ASSIGNMENT
From the records that follow, copy every line in which "NULL" appears.

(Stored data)
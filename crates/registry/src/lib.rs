use std::str::FromStr;

use anyhow::Result;
use chrono::{DateTime, Utc};
use sqlx::{
    sqlite::{SqliteConnectOptions, SqlitePoolOptions, SqliteRow},
    Pool, Row, Sqlite,
};

use shared::{
    domain::{ChannelRef, Puzzle, PuzzleStatus, SheetRef},
    error::{LinkSide, RegistryError},
    slug::Slug,
};

/// Durable table of every puzzle the team has ever registered, keyed by
/// slug. Records are never deleted, only archived; the table doubles as the
/// team's hunt history.
///
/// The registry does not serialize callers itself. The coordinator holds a
/// per-slug lock around every mutation, so same-slug operations are
/// linearized above this layer; reads may bypass that lock and get a
/// consistent snapshot from SQLite.
#[derive(Clone)]
pub struct Registry {
    pool: Pool<Sqlite>,
}

fn backend(err: sqlx::Error) -> RegistryError {
    RegistryError::Backend(err.to_string())
}

impl Registry {
    pub async fn open(database_url: &str) -> Result<Self> {
        let connect_options = SqliteConnectOptions::from_str(database_url)?.create_if_missing(true);
        let pool = SqlitePoolOptions::new()
            .max_connections(5)
            .connect_with(connect_options)
            .await?;
        let registry = Self { pool };
        registry.ensure_schema().await?;
        Ok(registry)
    }

    async fn ensure_schema(&self) -> Result<()> {
        sqlx::query(
            r#"
            CREATE TABLE IF NOT EXISTS puzzles (
                slug                  TEXT PRIMARY KEY,
                display_name          TEXT NOT NULL,
                status                TEXT NOT NULL,
                channel_id            TEXT,
                sheet_file_id         TEXT,
                sheet_folder_id       TEXT,
                sheet_url             TEXT,
                created_at            TEXT NOT NULL,
                last_status_change_at TEXT NOT NULL,
                solved_at             TEXT
            )
            "#,
        )
        .execute(&self.pool)
        .await?;
        Ok(())
    }

    pub async fn health_check(&self) -> Result<()> {
        let _: i64 = sqlx::query_scalar("SELECT 1").fetch_one(&self.pool).await?;
        Ok(())
    }

    /// Inserts a NEW record. The slug must be globally unused; the
    /// coordinator resolves archived-slug collisions with a disambiguator
    /// before calling this, so any conflict here is a duplicate.
    pub async fn register(&self, slug: &Slug, display_name: &str) -> Result<Puzzle, RegistryError> {
        let now = Utc::now();
        let inserted = sqlx::query(
            "INSERT OR IGNORE INTO puzzles
             (slug, display_name, status, created_at, last_status_change_at)
             VALUES (?, ?, ?, ?, ?)",
        )
        .bind(slug.as_str())
        .bind(display_name)
        .bind(PuzzleStatus::New.as_str())
        .bind(now)
        .bind(now)
        .execute(&self.pool)
        .await
        .map_err(backend)?;

        if inserted.rows_affected() == 0 {
            return Err(RegistryError::DuplicateSlug(slug.clone()));
        }
        self.find(slug).await
    }

    pub async fn find(&self, slug: &Slug) -> Result<Puzzle, RegistryError> {
        let row = sqlx::query("SELECT * FROM puzzles WHERE slug = ?")
            .bind(slug.as_str())
            .fetch_optional(&self.pool)
            .await
            .map_err(backend)?;
        match row {
            Some(row) => row_to_puzzle(&row),
            None => Err(RegistryError::NotFound(slug.clone())),
        }
    }

    pub async fn list(&self) -> Result<Vec<Puzzle>, RegistryError> {
        let rows = sqlx::query("SELECT * FROM puzzles ORDER BY created_at, slug")
            .fetch_all(&self.pool)
            .await
            .map_err(backend)?;
        rows.iter().map(row_to_puzzle).collect()
    }

    /// Links the puzzle to its chat channel. Set-once: linking the same
    /// channel again is a no-op, linking a different one fails.
    pub async fn set_channel_ref(
        &self,
        slug: &Slug,
        channel: &ChannelRef,
    ) -> Result<Puzzle, RegistryError> {
        let current = self.find(slug).await?;
        match &current.channel_ref {
            Some(existing) if existing == channel => return Ok(current),
            Some(_) => {
                return Err(RegistryError::AlreadyLinked {
                    slug: slug.clone(),
                    side: LinkSide::Channel,
                })
            }
            None => {}
        }
        sqlx::query("UPDATE puzzles SET channel_id = ? WHERE slug = ?")
            .bind(&channel.0)
            .bind(slug.as_str())
            .execute(&self.pool)
            .await
            .map_err(backend)?;
        self.find(slug).await
    }

    /// Links the puzzle to its spreadsheet. Identity is the file id; a
    /// re-link with the same file (possibly reporting a different folder)
    /// is idempotent.
    pub async fn set_sheet_ref(
        &self,
        slug: &Slug,
        sheet: &SheetRef,
    ) -> Result<Puzzle, RegistryError> {
        let current = self.find(slug).await?;
        match &current.sheet_ref {
            Some(existing) if existing.same_identity(sheet) => return Ok(current),
            Some(_) => {
                return Err(RegistryError::AlreadyLinked {
                    slug: slug.clone(),
                    side: LinkSide::Sheet,
                })
            }
            None => {}
        }
        sqlx::query(
            "UPDATE puzzles SET sheet_file_id = ?, sheet_folder_id = ?, sheet_url = ?
             WHERE slug = ?",
        )
        .bind(&sheet.file_id)
        .bind(&sheet.folder_id)
        .bind(&sheet.url)
        .bind(slug.as_str())
        .execute(&self.pool)
        .await
        .map_err(backend)?;
        self.find(slug).await
    }

    /// Moves the puzzle to a new status, enforcing the legal transition
    /// table and stamping `last_status_change_at`.
    pub async fn transition(
        &self,
        slug: &Slug,
        next: PuzzleStatus,
    ) -> Result<Puzzle, RegistryError> {
        let current = self.find(slug).await?;
        if !current.status.allows_transition_to(next) {
            return Err(RegistryError::IllegalTransition {
                slug: slug.clone(),
                from: current.status,
                to: next,
            });
        }
        let now = Utc::now();
        if next == PuzzleStatus::Solved {
            sqlx::query(
                "UPDATE puzzles SET status = ?, last_status_change_at = ?, solved_at = ?
                 WHERE slug = ?",
            )
            .bind(next.as_str())
            .bind(now)
            .bind(now)
            .bind(slug.as_str())
            .execute(&self.pool)
            .await
            .map_err(backend)?;
        } else {
            sqlx::query("UPDATE puzzles SET status = ?, last_status_change_at = ? WHERE slug = ?")
                .bind(next.as_str())
                .bind(now)
                .bind(slug.as_str())
                .execute(&self.pool)
                .await
                .map_err(backend)?;
        }
        self.find(slug).await
    }

    /// Startup reconciliation entry point: records a puzzle discovered in
    /// the external systems as ACTIVE with both refs already linked.
    /// Idempotent when the slug is already present.
    pub async fn import_active(
        &self,
        slug: &Slug,
        display_name: &str,
        channel: &ChannelRef,
        sheet: &SheetRef,
    ) -> Result<Puzzle, RegistryError> {
        if let Ok(existing) = self.find(slug).await {
            return Ok(existing);
        }
        let now = Utc::now();
        sqlx::query(
            "INSERT OR IGNORE INTO puzzles
             (slug, display_name, status, channel_id, sheet_file_id, sheet_folder_id,
              sheet_url, created_at, last_status_change_at)
             VALUES (?, ?, ?, ?, ?, ?, ?, ?, ?)",
        )
        .bind(slug.as_str())
        .bind(display_name)
        .bind(PuzzleStatus::Active.as_str())
        .bind(&channel.0)
        .bind(&sheet.file_id)
        .bind(&sheet.folder_id)
        .bind(&sheet.url)
        .bind(now)
        .bind(now)
        .execute(&self.pool)
        .await
        .map_err(backend)?;
        self.find(slug).await
    }

    /// Which puzzle, if any, a sheet file is already linked to.
    /// Registration uses this to flag a fetched sheet that still belongs to
    /// an archived predecessor.
    pub async fn sheet_owner(&self, file_id: &str) -> Result<Option<Slug>, RegistryError> {
        let slug: Option<String> =
            sqlx::query_scalar("SELECT slug FROM puzzles WHERE sheet_file_id = ? LIMIT 1")
                .bind(file_id)
                .fetch_optional(&self.pool)
                .await
                .map_err(backend)?;
        Ok(slug.map(|slug| Slug::new(&slug)))
    }

    /// How many puzzles have ever been marked solved. Archiving a solved
    /// puzzle does not reduce this count.
    pub async fn count_solved(&self) -> Result<i64, RegistryError> {
        sqlx::query_scalar("SELECT COUNT(*) FROM puzzles WHERE solved_at IS NOT NULL")
            .fetch_one(&self.pool)
            .await
            .map_err(backend)
    }
}

fn row_to_puzzle(row: &SqliteRow) -> Result<Puzzle, RegistryError> {
    let status_raw: String = row.try_get("status").map_err(backend)?;
    let status = status_raw
        .parse::<PuzzleStatus>()
        .map_err(RegistryError::Backend)?;

    let channel_ref = row
        .try_get::<Option<String>, _>("channel_id")
        .map_err(backend)?
        .map(ChannelRef);

    let sheet_file_id: Option<String> = row.try_get("sheet_file_id").map_err(backend)?;
    let sheet_ref = match sheet_file_id {
        Some(file_id) => Some(SheetRef {
            file_id,
            folder_id: row
                .try_get::<Option<String>, _>("sheet_folder_id")
                .map_err(backend)?
                .unwrap_or_default(),
            url: row
                .try_get::<Option<String>, _>("sheet_url")
                .map_err(backend)?
                .unwrap_or_default(),
        }),
        None => None,
    };

    Ok(Puzzle {
        slug: Slug::new(&row.try_get::<String, _>("slug").map_err(backend)?),
        display_name: row.try_get("display_name").map_err(backend)?,
        status,
        channel_ref,
        sheet_ref,
        created_at: row
            .try_get::<DateTime<Utc>, _>("created_at")
            .map_err(backend)?,
        last_status_change_at: row
            .try_get::<DateTime<Utc>, _>("last_status_change_at")
            .map_err(backend)?,
    })
}

#[cfg(test)]
#[path = "tests/lib_tests.rs"]
mod tests;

SOLUTION
                display_name          TEXT NOT NULL,
                status                TEXT NOT NULL,
                created_at            TEXT NOT NULL,
                last_status_change_at TEXT NOT NULL,
        sqlx::query_scalar("SELECT COUNT(*) FROM puzzles WHERE solved_at IS NOT NULL")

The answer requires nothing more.